RS Sellers, AI Luchin, V Richard, RM Brena, D Lima and TJ Rosol
Parathyroid hormone-related protein (PTHrP) is a multifunctional protein that is often dysregulated in cancer. The human PTHrP gene is alternatively spliced into three isoforms, each with a unique 3'-untranslated region (3'-UTR), encoding 139, 173 and 141 amino acid proteins. The regulation of PTHrP mRNA isoform expression has not been completely elucidated, but it may be affected by transforming growth factor-beta1 (TGF-beta1). In this study, we examined differences in the PTHrP mRNA isoform expression in two squamous carcinoma cell lines (SCC2/88 and HARA), an immortalized keratinocyte cell line (HaCaT), and spontaneous human lung cancer with adjacent normal tissue. In addition, the effect of TGF-beta1 on PTHrP mRNA isoform expression and stability was examined. Cell-type specific expression of PTHrP mRNA isoforms occurred between the various cell lines, normal human lung, and immortalized human keratinocytes (HaCaT). PTHrP isoform expression pattern was significantly altered between normal lung tissue and the adjacent lung cancer.
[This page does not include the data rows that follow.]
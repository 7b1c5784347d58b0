//! systemd journal follower backed by `journalctl`.

use std::process::Stdio;
use std::time::Duration;

use futures::StreamExt;
use serde_json::Value;
use tokio::io::{AsyncBufReadExt, AsyncReadExt, BufReader};
use tokio::process::{Child, Command};
use tokio::sync::mpsc;
use tokio_stream::wrappers::ReceiverStream;
use tokio_util::sync::CancellationToken;
use tracing::{debug, info, warn};

use crate::{LINE_CHANNEL_CAPACITY, LineSource, LineStream, SourceError};

const DEFAULT_PROGRAM: &str = "journalctl";

/// Delay before re-attaching after `journalctl` went away.
const DEFAULT_RESTART_DELAY: Duration = Duration::from_secs(1);

/// Consecutive failed re-attaches tolerated before the source gives up.
const MAX_REATTACH_FAILURES: u32 = 5;

/// Upper bound on captured stderr.
const STDERR_LIMIT: u64 = 4096;

/// Follows the journal entries of one systemd unit.
#[derive(Debug, Clone)]
pub struct JournalSource {
    unit: String,
    program: String,
    restart_delay: Duration,
}

impl JournalSource {
    pub fn new(unit: impl Into<String>) -> Self {
        Self {
            unit: unit.into(),
            program: DEFAULT_PROGRAM.to_string(),
            restart_delay: DEFAULT_RESTART_DELAY,
        }
    }

    /// Use a different `journalctl` binary.
    pub fn with_program(mut self, program: impl Into<String>) -> Self {
        self.program = program.into();
        self
    }

    pub fn with_restart_delay(mut self, delay: Duration) -> Self {
        self.restart_delay = delay;
        self
    }

    pub fn unit(&self) -> &str {
        &self.unit
    }

    /// Arguments for one `journalctl` invocation.
    ///
    /// Without a cursor the reader starts at the current end of the journal.
    pub fn args(&self, after_cursor: Option<&str>) -> Vec<String> {
        let mut args = vec![
            "--follow".to_string(),
            "--output=json".to_string(),
            format!("--unit={}", self.unit),
        ];
        match after_cursor {
            Some(cursor) => args.push(format!("--after-cursor={cursor}")),
            None => args.push("--lines=0".to_string()),
        }
        args
    }

    fn spawn(&self, after_cursor: Option<&str>) -> Result<Child, SourceError> {
        Command::new(&self.program)
            .args(self.args(after_cursor))
            .stdin(Stdio::null())
            .stdout(Stdio::piped())
            .stderr(Stdio::piped())
            .kill_on_drop(true)
            .spawn()
            .map_err(|e| SourceError::from_spawn(&self.program, e))
    }

    async fn run(self, tx: mpsc::Sender<Result<String, SourceError>>, token: CancellationToken) {
        let mut cursor: Option<String> = None;
        let mut failures = 0u32;

        loop {
            let mut child = match self.spawn(cursor.as_deref()) {
                Ok(child) => child,
                Err(e) => {
                    let _ = tx.send(Err(e)).await;
                    return;
                }
            };
            debug!(unit = %self.unit, cursor = ?cursor, "journalctl attached");

            let stderr = child.stderr.take().map(|mut stderr| {
                tokio::spawn(async move {
                    let mut captured = String::new();
                    let _ = (&mut stderr)
                        .take(STDERR_LIMIT)
                        .read_to_string(&mut captured)
                        .await;
                    // Keep draining so journalctl never blocks on a full pipe.
                    let _ = tokio::io::copy(&mut stderr, &mut tokio::io::sink()).await;
                    captured
                })
            });
            let Some(stdout) = child.stdout.take() else {
                let _ = tx
                    .send(Err(SourceError::Spawn {
                        program: self.program.clone(),
                        error: std::io::Error::other("stdout was not captured"),
                    }))
                    .await;
                return;
            };

            let mut lines = BufReader::new(stdout).lines();
            let mut entries = 0u64;

            loop {
                let next = tokio::select! {
                    _ = token.cancelled() => {
                        let _ = child.kill().await;
                        return;
                    }
                    next = lines.next_line() => next,
                };

                match next {
                    Ok(Some(raw)) => {
                        let Some(entry) = JournalEntry::parse(&raw) else {
                            warn!(unit = %self.unit, "Skipping malformed journal entry");
                            continue;
                        };
                        entries += 1;
                        if entry.cursor.is_some() {
                            cursor = entry.cursor;
                        }
                        let sent = tokio::select! {
                            _ = token.cancelled() => false,
                            sent = tx.send(Ok(entry.message)) => sent.is_ok(),
                        };
                        if !sent {
                            let _ = child.kill().await;
                            return;
                        }
                    }
                    Ok(None) => break,
                    Err(error) => {
                        let _ = child.kill().await;
                        let _ = tx
                            .send(Err(SourceError::Io {
                                path: self.unit.clone().into(),
                                error,
                            }))
                            .await;
                        return;
                    }
                }
            }

            let status = child.wait().await;
            let stderr = match stderr {
                Some(handle) => handle.await.unwrap_or_default(),
                None => String::new(),
            };

            match status {
                Ok(status) if status.success() || entries > 0 => {
                    failures = 0;
                    info!(unit = %self.unit, %status, "journalctl exited, re-attaching");
                }
                Ok(status) => {
                    // Without a cursor the filter itself is rejected; with one, the
                    // cursor may be gone for good (journal vacuum).
                    failures += 1;
                    if cursor.is_none() || failures >= MAX_REATTACH_FAILURES {
                        let message = if stderr.trim().is_empty() {
                            format!("journalctl exited with {status}")
                        } else {
                            stderr.trim().to_string()
                        };
                        let _ = tx
                            .send(Err(SourceError::InvalidFilter {
                                unit: self.unit.clone(),
                                message,
                            }))
                            .await;
                        return;
                    }
                    warn!(
                        unit = %self.unit,
                        %status,
                        failures,
                        "journalctl failed to re-attach, retrying"
                    );
                }
                Err(error) => {
                    let _ = tx
                        .send(Err(SourceError::Spawn {
                            program: self.program.clone(),
                            error,
                        }))
                        .await;
                    return;
                }
            }

            tokio::select! {
                _ = token.cancelled() => return,
                _ = tokio::time::sleep(self.restart_delay) => {}
            }
        }
    }
}

impl LineSource for JournalSource {
    fn describe(&self) -> String {
        self.unit.clone()
    }

    fn follow(&self, token: CancellationToken) -> LineStream {
        let (tx, rx) = mpsc::channel(LINE_CHANNEL_CAPACITY);
        info!(unit = %self.unit, "Following journal unit");
        tokio::spawn(self.clone().run(tx, token));
        ReceiverStream::new(rx).boxed()
    }
}

/// One entry of `journalctl --output=json`.
#[derive(Debug, Clone, PartialEq, Eq)]
pub struct JournalEntry {
    pub message: String,
    pub cursor: Option<String>,
}

impl JournalEntry {
    /// Parse a JSON journal record. Binary messages arrive as byte arrays.
    pub fn parse(raw: &str) -> Option<Self> {
        let value: Value = serde_json::from_str(raw).ok()?;
        let message = match value.get("MESSAGE")? {
            Value::String(s) => s.clone(),
            Value::Array(bytes) => {
                let bytes: Vec<u8> = bytes
                    .iter()
                    .filter_map(|b| b.as_u64().and_then(|b| u8::try_from(b).ok()))
                    .collect();
                String::from_utf8_lossy(&bytes).into_owned()
            }
            _ => return None,
        };
        let cursor = value
            .get("__CURSOR")
            .and_then(Value::as_str)
            .map(str::to_string);

        Some(Self { message, cursor })
    }
}

#[cfg(test)]
mod tests {
    use super::*;

    #[test]
    fn test_parse_string_message() {
        let entry =
            JournalEntry::parse(r#"{"MESSAGE":"Failed password for root","__CURSOR":"s=1;i=2"}"#)
                .unwrap();
        assert_eq!(entry.message, "Failed password for root");
        assert_eq!(entry.cursor.as_deref(), Some("s=1;i=2"));
    }

    #[test]
    fn test_parse_binary_message() {
        let entry = JournalEntry::parse(r#"{"MESSAGE":[104,105]}"#).unwrap();
        assert_eq!(entry.message, "hi");
        assert!(entry.cursor.is_none());
    }

    #[test]
    fn test_parse_rejects_garbage() {
        assert!(JournalEntry::parse("not json").is_none());
        assert!(JournalEntry::parse(r#"{"__CURSOR":"x"}"#).is_none());
        assert!(JournalEntry::parse(r#"{"MESSAGE":42}"#).is_none());
    }

    #[test]
    fn test_args_start_at_end_without_cursor() {
        let source = JournalSource::new("sshd.service");
        let args = source.args(None);
        assert!(args.contains(&"--follow".to_string()));
        assert!(args.contains(&"--unit=sshd.service".to_string()));
        assert!(args.contains(&"--lines=0".to_string()));

        let args = source.args(Some("abc"));
        assert!(args.contains(&"--after-cursor=abc".to_string()));
        assert!(!args.contains(&"--lines=0".to_string()));
    }

    #[tokio::test]
    async fn test_missing_program_is_not_found() {
        let source = JournalSource::new("x.service").with_program("/nonexistent/journalctl");
        let mut stream = source.follow(CancellationToken::new());
        let first = stream.next().await.unwrap();
        assert!(matches!(first, Err(SourceError::NotFound(_))));
        assert!(stream.next().await.is_none());
    }

    #[cfg(unix)]
    mod fake_journalctl {
        use std::os::unix::fs::PermissionsExt;
        use std::path::{Path, PathBuf};

        use tokio::time::timeout;

        use super::*;

        fn script(dir: &Path, body: &str) -> PathBuf {
            let path = dir.join("journalctl");
            std::fs::write(&path, format!("#!/bin/sh\n{body}\n")).unwrap();
            std::fs::set_permissions(&path, std::fs::Permissions::from_mode(0o755)).unwrap();
            path
        }

        #[tokio::test]
        async fn test_lines_are_forwarded() {
            let dir = tempfile::tempdir().unwrap();
            let program = script(
                dir.path(),
                r#"echo '{"MESSAGE":"hello","__CURSOR":"c1"}'
echo 'garbage'
echo '{"MESSAGE":"world","__CURSOR":"c2"}'
sleep 30"#,
            );

            let token = CancellationToken::new();
            let source = JournalSource::new("x.service").with_program(program.to_string_lossy());
            let mut stream = source.follow(token.clone());

            let wait = Duration::from_secs(5);
            assert_eq!(timeout(wait, stream.next()).await.unwrap().unwrap().unwrap(), "hello");
            assert_eq!(timeout(wait, stream.next()).await.unwrap().unwrap().unwrap(), "world");

            token.cancel();
            assert!(timeout(wait, stream.next()).await.unwrap().is_none());
        }

        #[tokio::test]
        async fn test_failing_filter_is_reported() {
            let dir = tempfile::tempdir().unwrap();
            let program = script(dir.path(), "echo 'Invalid unit name' >&2\nexit 1");

            let source = JournalSource::new("bad unit").with_program(program.to_string_lossy());
            let mut stream = source.follow(CancellationToken::new());

            let first = timeout(Duration::from_secs(5), stream.next())
                .await
                .unwrap()
                .unwrap();
            match first {
                Err(SourceError::InvalidFilter { unit, message }) => {
                    assert_eq!(unit, "bad unit");
                    assert!(message.contains("Invalid unit name"));
                }
                other => panic!("unexpected item: {other:?}"),
            }
        }

        #[tokio::test]
        async fn test_reattaches_after_last_cursor() {
            let dir = tempfile::tempdir().unwrap();
            let program = script(
                dir.path(),
                r#"for arg in "$@"; do
  case "$arg" in
    --after-cursor=c1) echo '{"MESSAGE":"after restart","__CURSOR":"c2"}'; sleep 30 ;;
  esac
done
echo '{"MESSAGE":"before restart","__CURSOR":"c1"}'
exit 0"#,
            );

            let token = CancellationToken::new();
            let source = JournalSource::new("x.service")
                .with_program(program.to_string_lossy())
                .with_restart_delay(Duration::from_millis(10));
            let mut stream = source.follow(token.clone());

            let wait = Duration::from_secs(5);
            assert_eq!(
                timeout(wait, stream.next()).await.unwrap().unwrap().unwrap(),
                "before restart"
            );
            assert_eq!(
                timeout(wait, stream.next()).await.unwrap().unwrap().unwrap(),
                "after restart"
            );
            token.cancel();
        }

        #[tokio::test]
        async fn test_reattach_that_keeps_failing_is_reported() {
            let dir = tempfile::tempdir().unwrap();
            let program = script(
                dir.path(),
                r#"for arg in "$@"; do
  case "$arg" in
    --after-cursor=*) echo 'cursor no longer exists' >&2; exit 1 ;;
  esac
done
echo '{"MESSAGE":"before vacuum","__CURSOR":"c1"}'
exit 0"#,
            );

            let source = JournalSource::new("x.service")
                .with_program(program.to_string_lossy())
                .with_restart_delay(Duration::from_millis(10));
            let mut stream = source.follow(CancellationToken::new());

            let wait = Duration::from_secs(10);
            assert_eq!(
                timeout(wait, stream.next()).await.unwrap().unwrap().unwrap(),
                "before vacuum"
            );
            match timeout(wait, stream.next()).await.unwrap().unwrap() {
                Err(SourceError::InvalidFilter { unit, message }) => {
                    assert_eq!(unit, "x.service");
                    assert!(message.contains("cursor no longer exists"));
                }
                other => panic!("unexpected item: {other:?}"),
            }
            assert!(timeout(wait, stream.next()).await.unwrap().is_none());
        }
    }
}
In vitro studies revealed that TGF-beta1 differentially altered the mRNA steady-state levels and mRNA stability of the PTHrP isoforms. Protein-RNA binding studies identified different proteins binding to the 3'-UTR of the PTHrP isoforms (139) and (141), which may be important in the differential mRNA stability and response to cytokines between the PTHrP isoforms. The data demonstrate that there is cell-type specific expression of PTHrP mRNA isoforms, and disruption of the normal regulation during cancer progression may in part be associated with TGF-beta1-induced changes in PTHrP mRNA isoform expression and stability.